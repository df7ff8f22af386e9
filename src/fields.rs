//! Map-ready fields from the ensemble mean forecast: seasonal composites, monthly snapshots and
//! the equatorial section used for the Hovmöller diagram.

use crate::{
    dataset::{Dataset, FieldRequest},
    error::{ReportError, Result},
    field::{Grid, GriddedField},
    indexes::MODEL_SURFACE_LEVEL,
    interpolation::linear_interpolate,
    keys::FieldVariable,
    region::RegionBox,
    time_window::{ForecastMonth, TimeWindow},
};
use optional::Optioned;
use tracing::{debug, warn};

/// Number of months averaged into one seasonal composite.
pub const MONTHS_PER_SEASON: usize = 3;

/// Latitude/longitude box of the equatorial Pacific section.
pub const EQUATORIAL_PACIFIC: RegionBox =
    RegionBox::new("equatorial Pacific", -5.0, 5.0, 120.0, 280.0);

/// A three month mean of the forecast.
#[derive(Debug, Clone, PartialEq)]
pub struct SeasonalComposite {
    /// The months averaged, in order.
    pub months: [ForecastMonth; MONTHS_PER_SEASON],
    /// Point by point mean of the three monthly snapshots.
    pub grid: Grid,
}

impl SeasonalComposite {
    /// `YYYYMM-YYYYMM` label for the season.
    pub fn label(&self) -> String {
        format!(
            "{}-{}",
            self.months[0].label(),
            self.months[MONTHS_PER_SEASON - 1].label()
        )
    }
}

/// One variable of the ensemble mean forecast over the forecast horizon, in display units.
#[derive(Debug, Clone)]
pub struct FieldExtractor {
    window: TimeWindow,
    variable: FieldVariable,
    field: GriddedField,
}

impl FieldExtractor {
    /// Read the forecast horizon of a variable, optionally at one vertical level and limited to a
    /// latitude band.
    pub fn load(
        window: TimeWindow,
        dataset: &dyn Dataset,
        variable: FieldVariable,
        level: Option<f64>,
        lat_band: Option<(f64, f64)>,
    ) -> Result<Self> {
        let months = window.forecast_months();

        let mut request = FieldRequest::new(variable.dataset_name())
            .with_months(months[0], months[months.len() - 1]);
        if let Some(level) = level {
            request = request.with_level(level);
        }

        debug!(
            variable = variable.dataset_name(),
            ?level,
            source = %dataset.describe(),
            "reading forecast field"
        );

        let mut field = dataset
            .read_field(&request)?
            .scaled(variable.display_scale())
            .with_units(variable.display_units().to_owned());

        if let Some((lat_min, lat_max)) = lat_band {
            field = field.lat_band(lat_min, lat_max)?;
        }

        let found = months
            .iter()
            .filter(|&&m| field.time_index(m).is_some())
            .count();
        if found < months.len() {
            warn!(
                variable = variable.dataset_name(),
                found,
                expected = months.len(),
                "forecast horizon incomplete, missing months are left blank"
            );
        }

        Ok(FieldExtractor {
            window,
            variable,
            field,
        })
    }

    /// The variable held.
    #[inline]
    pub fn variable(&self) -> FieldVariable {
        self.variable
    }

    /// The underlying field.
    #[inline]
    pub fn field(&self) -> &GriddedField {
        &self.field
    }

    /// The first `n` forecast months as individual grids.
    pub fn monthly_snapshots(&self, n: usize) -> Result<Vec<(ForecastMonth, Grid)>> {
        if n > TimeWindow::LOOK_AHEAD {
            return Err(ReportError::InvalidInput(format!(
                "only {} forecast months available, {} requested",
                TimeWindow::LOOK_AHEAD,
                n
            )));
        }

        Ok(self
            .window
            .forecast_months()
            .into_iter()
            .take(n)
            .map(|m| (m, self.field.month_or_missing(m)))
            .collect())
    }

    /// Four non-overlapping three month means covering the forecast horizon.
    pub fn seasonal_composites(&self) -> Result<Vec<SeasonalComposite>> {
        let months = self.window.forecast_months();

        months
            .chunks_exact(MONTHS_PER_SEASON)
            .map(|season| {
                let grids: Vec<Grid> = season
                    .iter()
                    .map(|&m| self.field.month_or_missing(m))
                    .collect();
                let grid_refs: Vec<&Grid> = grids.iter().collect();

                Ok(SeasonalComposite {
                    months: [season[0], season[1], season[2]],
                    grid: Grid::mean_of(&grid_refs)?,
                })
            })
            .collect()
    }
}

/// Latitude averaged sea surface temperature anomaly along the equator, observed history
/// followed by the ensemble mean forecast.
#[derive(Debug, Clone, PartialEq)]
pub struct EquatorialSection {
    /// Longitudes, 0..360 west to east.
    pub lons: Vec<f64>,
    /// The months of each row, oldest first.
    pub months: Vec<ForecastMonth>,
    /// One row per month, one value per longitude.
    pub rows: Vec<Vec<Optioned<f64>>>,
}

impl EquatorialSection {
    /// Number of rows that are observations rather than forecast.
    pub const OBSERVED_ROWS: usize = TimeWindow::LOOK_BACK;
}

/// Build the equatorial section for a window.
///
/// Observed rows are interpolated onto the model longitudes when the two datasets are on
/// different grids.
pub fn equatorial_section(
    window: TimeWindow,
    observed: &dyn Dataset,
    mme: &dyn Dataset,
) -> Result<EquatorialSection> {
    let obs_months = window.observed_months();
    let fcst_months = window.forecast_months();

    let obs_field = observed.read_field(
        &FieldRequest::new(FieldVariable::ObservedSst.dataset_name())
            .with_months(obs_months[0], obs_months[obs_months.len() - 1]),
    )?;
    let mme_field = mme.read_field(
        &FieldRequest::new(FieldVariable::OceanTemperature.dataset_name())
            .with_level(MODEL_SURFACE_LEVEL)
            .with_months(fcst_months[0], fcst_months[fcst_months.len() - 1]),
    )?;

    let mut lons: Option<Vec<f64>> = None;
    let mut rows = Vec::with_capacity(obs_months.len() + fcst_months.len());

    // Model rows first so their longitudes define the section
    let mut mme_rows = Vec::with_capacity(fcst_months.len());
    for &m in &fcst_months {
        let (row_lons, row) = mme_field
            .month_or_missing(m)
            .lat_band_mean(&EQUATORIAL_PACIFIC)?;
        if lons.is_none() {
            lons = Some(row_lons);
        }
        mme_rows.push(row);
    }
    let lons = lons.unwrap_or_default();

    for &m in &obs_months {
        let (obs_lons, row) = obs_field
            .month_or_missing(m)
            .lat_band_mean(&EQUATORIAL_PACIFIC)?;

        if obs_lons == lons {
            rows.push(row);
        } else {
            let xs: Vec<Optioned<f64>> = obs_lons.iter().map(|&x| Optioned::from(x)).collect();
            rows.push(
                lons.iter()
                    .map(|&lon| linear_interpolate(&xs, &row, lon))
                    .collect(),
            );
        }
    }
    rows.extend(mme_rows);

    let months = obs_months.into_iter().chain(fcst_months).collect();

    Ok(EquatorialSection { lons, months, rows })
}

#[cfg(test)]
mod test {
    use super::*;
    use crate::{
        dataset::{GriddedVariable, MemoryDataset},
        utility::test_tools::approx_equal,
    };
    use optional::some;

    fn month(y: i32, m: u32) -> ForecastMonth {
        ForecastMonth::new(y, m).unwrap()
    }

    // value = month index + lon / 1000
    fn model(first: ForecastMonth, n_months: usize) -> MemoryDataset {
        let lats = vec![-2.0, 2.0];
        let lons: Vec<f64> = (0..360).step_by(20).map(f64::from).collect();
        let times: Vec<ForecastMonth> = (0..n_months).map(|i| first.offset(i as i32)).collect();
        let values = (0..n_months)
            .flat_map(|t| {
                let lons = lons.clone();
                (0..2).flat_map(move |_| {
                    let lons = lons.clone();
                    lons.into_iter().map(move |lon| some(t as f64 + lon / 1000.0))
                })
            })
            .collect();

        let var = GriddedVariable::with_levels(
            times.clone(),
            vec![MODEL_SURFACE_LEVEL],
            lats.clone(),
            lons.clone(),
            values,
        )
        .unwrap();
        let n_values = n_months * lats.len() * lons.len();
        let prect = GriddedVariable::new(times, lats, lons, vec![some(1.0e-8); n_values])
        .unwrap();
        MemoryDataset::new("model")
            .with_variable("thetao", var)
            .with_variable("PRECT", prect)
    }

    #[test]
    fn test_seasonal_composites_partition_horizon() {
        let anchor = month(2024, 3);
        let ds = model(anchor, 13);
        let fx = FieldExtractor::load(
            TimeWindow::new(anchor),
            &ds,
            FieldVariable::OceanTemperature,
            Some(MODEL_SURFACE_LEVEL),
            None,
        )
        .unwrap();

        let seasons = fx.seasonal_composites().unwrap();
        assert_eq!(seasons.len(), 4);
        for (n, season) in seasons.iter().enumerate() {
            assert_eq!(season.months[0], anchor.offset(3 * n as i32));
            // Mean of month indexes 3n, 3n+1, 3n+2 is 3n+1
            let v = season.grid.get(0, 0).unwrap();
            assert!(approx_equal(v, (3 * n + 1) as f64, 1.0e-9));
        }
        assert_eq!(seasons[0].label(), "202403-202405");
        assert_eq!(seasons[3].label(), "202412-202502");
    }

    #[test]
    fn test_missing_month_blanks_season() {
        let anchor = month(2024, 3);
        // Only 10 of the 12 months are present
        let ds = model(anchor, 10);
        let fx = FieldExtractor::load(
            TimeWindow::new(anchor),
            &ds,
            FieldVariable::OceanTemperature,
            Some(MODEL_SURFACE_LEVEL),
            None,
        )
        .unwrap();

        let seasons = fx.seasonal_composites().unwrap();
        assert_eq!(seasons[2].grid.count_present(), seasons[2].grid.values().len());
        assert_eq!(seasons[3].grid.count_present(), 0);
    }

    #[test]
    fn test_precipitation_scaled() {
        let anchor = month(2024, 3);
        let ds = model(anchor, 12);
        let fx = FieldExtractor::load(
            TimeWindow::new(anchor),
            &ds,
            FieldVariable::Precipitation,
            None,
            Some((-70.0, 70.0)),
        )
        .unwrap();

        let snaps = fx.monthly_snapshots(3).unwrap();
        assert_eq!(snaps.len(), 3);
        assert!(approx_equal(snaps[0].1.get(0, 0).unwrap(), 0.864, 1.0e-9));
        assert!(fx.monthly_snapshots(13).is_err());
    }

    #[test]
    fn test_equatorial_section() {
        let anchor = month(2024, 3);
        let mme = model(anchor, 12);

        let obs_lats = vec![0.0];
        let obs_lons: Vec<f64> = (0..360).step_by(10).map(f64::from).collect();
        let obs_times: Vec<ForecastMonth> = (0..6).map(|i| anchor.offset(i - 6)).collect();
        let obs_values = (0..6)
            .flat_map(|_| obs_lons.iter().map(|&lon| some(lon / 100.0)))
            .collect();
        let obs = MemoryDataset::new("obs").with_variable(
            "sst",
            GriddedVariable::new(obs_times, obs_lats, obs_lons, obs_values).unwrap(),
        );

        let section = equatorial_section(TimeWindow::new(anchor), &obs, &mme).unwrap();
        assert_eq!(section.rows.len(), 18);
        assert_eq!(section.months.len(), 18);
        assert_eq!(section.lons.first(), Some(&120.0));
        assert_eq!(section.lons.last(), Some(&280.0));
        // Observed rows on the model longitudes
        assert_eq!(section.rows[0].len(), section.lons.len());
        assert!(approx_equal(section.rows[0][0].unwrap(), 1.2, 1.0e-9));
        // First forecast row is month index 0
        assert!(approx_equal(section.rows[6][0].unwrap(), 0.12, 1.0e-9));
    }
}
------------------------------------
# Task instructions
Find and copy each line of the data where "three" is present.

# Task output
/// A three month mean of the forecast.
    /// Point by point mean of the three monthly snapshots.
    /// Four non-overlapping three month means covering the forecast horizon.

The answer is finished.